The problem =>
Select, from the data, each line where "operations" occurs.

[Records from a dataset]
_____

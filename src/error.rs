//! Error types for tree operations

use thiserror::Error;

/// Errors surfaced by [`RbTree`](crate::RbTree) operations.
///
/// Inserting a key that is already present and looking up a missing key are
/// not errors; they are reported through the normal return values.
#[derive(Error, Debug, Clone, Copy, PartialEq, Eq)]
pub enum Error {
    /// Minimum or maximum requested on a tree with no nodes
    #[error("tree is empty")]
    EmptyTree,

    /// Node handle is stale, out of range or belongs to another tree
    #[error("node handle does not refer to a live node of this tree")]
    InvalidNode,

    /// Configured node bound reached
    #[error("tree is full: capacity of {capacity} nodes reached")]
    CapacityExhausted {
        /// The configured maximum number of nodes
        capacity: usize,
    },

    /// Arena storage for a new node could not be reserved
    #[error("failed to allocate storage for a new node")]
    AllocationFailed,

    /// Export destination cannot hold every key
    #[error("destination holds {capacity} keys but {needed} are required")]
    BufferTooSmall {
        /// Number of keys in the tree
        needed: usize,
        /// Length of the destination slice
        capacity: usize,
    },

    /// Rejected [`TreeConfig`](crate::TreeConfig)
    #[error("invalid configuration: {0}")]
    InvalidConfig(&'static str),
}

/// Result alias used across the crate
pub type Result<T> = core::result::Result<T, Error>;
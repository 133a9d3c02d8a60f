use thiserror::Error;

use super::RbTree;
use crate::node::{Color, NIL};

/// A broken structural invariant, as reported by [`RbTree::verify`].
#[derive(Error, Debug, Clone, Copy, PartialEq, Eq)]
pub enum Violation {
    /// The root node is red
    #[error("root is red")]
    RedRoot,

    /// A red node has a red child
    #[error("red node has a red child")]
    RedRedEdge,

    /// Two paths from the same node cross a different number of black nodes
    #[error("black height differs between sibling subtrees")]
    BlackHeightMismatch,

    /// A key is not strictly between its ancestors' bounds
    #[error("keys are out of order")]
    OutOfOrder,

    /// A child's parent link does not point back at its parent
    #[error("parent link does not point back to the parent")]
    BrokenParentLink,

    /// Reachable node count differs from the tracked length
    #[error("{counted} reachable nodes but length is {len}")]
    LengthMismatch {
        /// Nodes reachable from the root
        counted: usize,
        /// Tracked number of keys
        len: usize,
    },
}

impl<K: Ord> RbTree<K> {
    /// Checks every red-black and search-tree invariant.
    ///
    /// # Returns
    ///
    /// * `Result<usize, Violation>` - The black height (black nodes on any
    ///   root-to-nil path, 0 for an empty tree), or the first broken invariant
    pub fn verify(&self) -> Result<usize, Violation> {
        if self.is_red(self.root) {
            return Err(Violation::RedRoot);
        }

        let mut counted = 0;
        let black_height = self.verify_subtree(self.root, NIL, None, None, &mut counted)?;

        if counted != self.len {
            return Err(Violation::LengthMismatch {
                counted,
                len: self.len,
            });
        }
        Ok(black_height)
    }

    fn verify_subtree(
        &self,
        idx: usize,
        parent: usize,
        lower: Option<&K>,
        upper: Option<&K>,
        counted: &mut usize,
    ) -> Result<usize, Violation> {
        if idx == NIL {
            return Ok(0);
        }

        let node = self.node_at(idx);
        *counted += 1;

        if node.parent != parent {
            return Err(Violation::BrokenParentLink);
        }
        if lower.is_some_and(|lower| node.key <= *lower)
            || upper.is_some_and(|upper| node.key >= *upper)
        {
            return Err(Violation::OutOfOrder);
        }
        if node.color == Color::Red && (self.is_red(node.left) || self.is_red(node.right)) {
            return Err(Violation::RedRedEdge);
        }

        let left = self.verify_subtree(node.left, idx, lower, Some(&node.key), counted)?;
        let right = self.verify_subtree(node.right, idx, Some(&node.key), upper, counted)?;

        if left != right {
            return Err(Violation::BlackHeightMismatch);
        }

        Ok(left + usize::from(node.color == Color::Black))
    }
}

impl<K> RbTree<K> {
    /// Returns the number of nodes on the longest root-to-leaf path, 0 for an
    /// empty tree. Never exceeds `2 * log2(len + 1)`.
    pub fn height(&self) -> usize {
        self.subtree_height(self.root)
    }

    fn subtree_height(&self, idx: usize) -> usize {
        if idx == NIL {
            return 0;
        }
        let node = self.node_at(idx);
        1 + self.subtree_height(node.left).max(self.subtree_height(node.right))
    }
}
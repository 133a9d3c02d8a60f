use crate::{Error, Result};

/// Largest node bound accepted, keeps arena indices clear of the nil sentinel
const MAX_NODES: usize = usize::MAX / 2;

/// Construction-time settings for an [`RbTree`](crate::RbTree).
///
/// The default configuration is unbounded and allocates lazily, one node at a
/// time. A node bound turns allocation failure into a predictable
/// [`Error::CapacityExhausted`] instead of growing without limit; with
/// preallocation the whole bound is reserved when the tree is created so that
/// later inserts never touch the allocator.
///
/// # Examples
///
/// ```
/// use rbset::{RbTree, TreeConfig};
///
/// let config = TreeConfig::new().with_max_nodes(128).with_preallocation(true);
/// let tree = RbTree::<u32>::with_config(config).unwrap();
/// assert_eq!(tree.capacity(), Some(128));
/// ```
#[derive(Debug, Clone, Copy, PartialEq, Eq, Default)]
pub struct TreeConfig {
    /// Maximum number of live nodes, `None` for unbounded
    max_nodes: Option<usize>,
    /// Reserve storage for `max_nodes` nodes at construction
    preallocate: bool,
}

impl TreeConfig {
    /// Creates the default configuration: unbounded, no preallocation
    pub const fn new() -> Self {
        Self {
            max_nodes: None,
            preallocate: false,
        }
    }

    /// Limits the tree to `max_nodes` live nodes
    ///
    /// # Arguments
    ///
    /// * `max_nodes` - The node bound, must be greater than 0
    pub const fn with_max_nodes(mut self, max_nodes: usize) -> Self {
        self.max_nodes = Some(max_nodes);
        self
    }

    /// Reserves arena storage for the whole node bound up front
    pub const fn with_preallocation(mut self, preallocate: bool) -> Self {
        self.preallocate = preallocate;
        self
    }

    /// Returns the node bound, if any
    #[inline]
    pub const fn max_nodes(&self) -> Option<usize> {
        self.max_nodes
    }

    /// Returns whether storage is reserved at construction
    #[inline]
    pub const fn preallocate(&self) -> bool {
        self.preallocate
    }

    pub(crate) fn validate(&self) -> Result<()> {
        match self.max_nodes {
            Some(0) => Err(Error::InvalidConfig("node bound must be greater than 0")),
            Some(n) if n > MAX_NODES => Err(Error::InvalidConfig(
                "node bound too large - risk of index overflow",
            )),
            None if self.preallocate => Err(Error::InvalidConfig(
                "preallocation requires a node bound",
            )),
            _ => Ok(()),
        }
    }
}
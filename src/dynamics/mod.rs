//! Simulation dynamics: force integration, joint constraints, island
//! decomposition, the impulse solver, and sleep bookkeeping.

pub mod constraints;
pub mod integrator;
pub mod island;
pub mod sleep;
pub mod solver;

pub use constraints::{
    ConeJoint, Constraint, ConstraintId, ConstraintKind, ConstraintSpace, DistanceJoint,
    FixedJoint, HingeJoint, MotorSettings, MotorState, PointJoint, SixDofAxis, SixDofJoint,
    SliderJoint, SpringMode, SpringSettings, SwingTwistJoint,
};
pub use integrator::Integrator;
pub use island::{Island, IslandBuilder};
pub use sleep::SleepSettings;
pub use solver::SolverStepMetrics;
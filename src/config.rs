//! Global tuning constants for the Tremor engine.

/// Default gravity vector applied in the physics world (Y-up).
pub const DEFAULT_GRAVITY: [f32; 3] = [0.0, -9.81, 0.0];

/// Default fixed timestep assumed by the solver bias terms (in seconds).
pub const DEFAULT_TIME_STEP: f32 = 1.0 / 60.0;

/// Default number of velocity iterations performed by the contact solver.
pub const DEFAULT_VELOCITY_ITERATIONS: u32 = 10;

/// Default number of position-correction iterations performed per step.
pub const DEFAULT_POSITION_ITERATIONS: u32 = 5;

/// Margin added on all sides of a body's tight AABB before it is stored in
/// the broadphase tree. The body is only relocated in the tree once its tight
/// AABB escapes the fattened one.
pub const FAT_AABB_MARGIN: f32 = 0.1;

/// Number of tree leaves re-inserted per step by the incremental optimizer.
pub const BROADPHASE_OPTIMIZATION_LEAVES: u32 = 4;

/// Penetration depth tolerated before position correction kicks in.
pub const CONTACT_SLOP: f32 = 0.01;

/// Baumgarte stabilization factor shared by the velocity bias and the
/// position-correction pass.
pub const BAUMGARTE_FACTOR: f32 = 0.2;

/// Normal-direction approach speed below which restitution is suppressed.
pub const RESTITUTION_VELOCITY_THRESHOLD: f32 = 1.0;

/// Contact points whose local anchor moved less than this distance between
/// frames keep their accumulated impulses for warm starting.
pub const WARM_START_PROXIMITY: f32 = 0.05;

/// Time a body must stay below the sleep velocity thresholds before it is
/// put to sleep (in seconds).
pub const DEFAULT_TIME_BEFORE_SLEEP: f32 = 0.5;

/// Linear speed threshold below which a body is considered resting.
pub const DEFAULT_SLEEP_LINEAR_THRESHOLD: f32 = 0.05;

/// Angular speed threshold below which a body is considered resting.
pub const DEFAULT_SLEEP_ANGULAR_THRESHOLD: f32 = 0.05;

/// Default cap on linear speed (m/s).
pub const DEFAULT_MAX_LINEAR_VELOCITY: f32 = 500.0;

/// Default cap on angular speed (rad/s).
pub const DEFAULT_MAX_ANGULAR_VELOCITY: f32 = 47.12389;

/// Mesh edges whose adjoining face normals agree within this cosine are
/// interior seams; contact normals reported on them are re-projected onto
/// the neighbouring face normal.
pub const ACTIVE_EDGE_COS_THRESHOLD: f32 = 0.996_194_7; // cos(5 deg)

/// Convergence tolerance for shape casts (conservative advancement).
pub const SHAPE_CAST_TOLERANCE: f32 = 1.0e-4;

/// Iteration cap for shape casts.
pub const MAX_SHAPE_CAST_ITERATIONS: u32 = 32;

/// Total bit budget of a [`SubShapeId`](crate::core::sub_shape::SubShapeId).
/// Shape trees that need more index bits than this cannot be addressed.
pub const SUB_SHAPE_ID_BITS: u32 = 32;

_____

Worked solution =>
//! Error types for tree operations
/// Errors surfaced by [`RbTree`](crate::RbTree) operations.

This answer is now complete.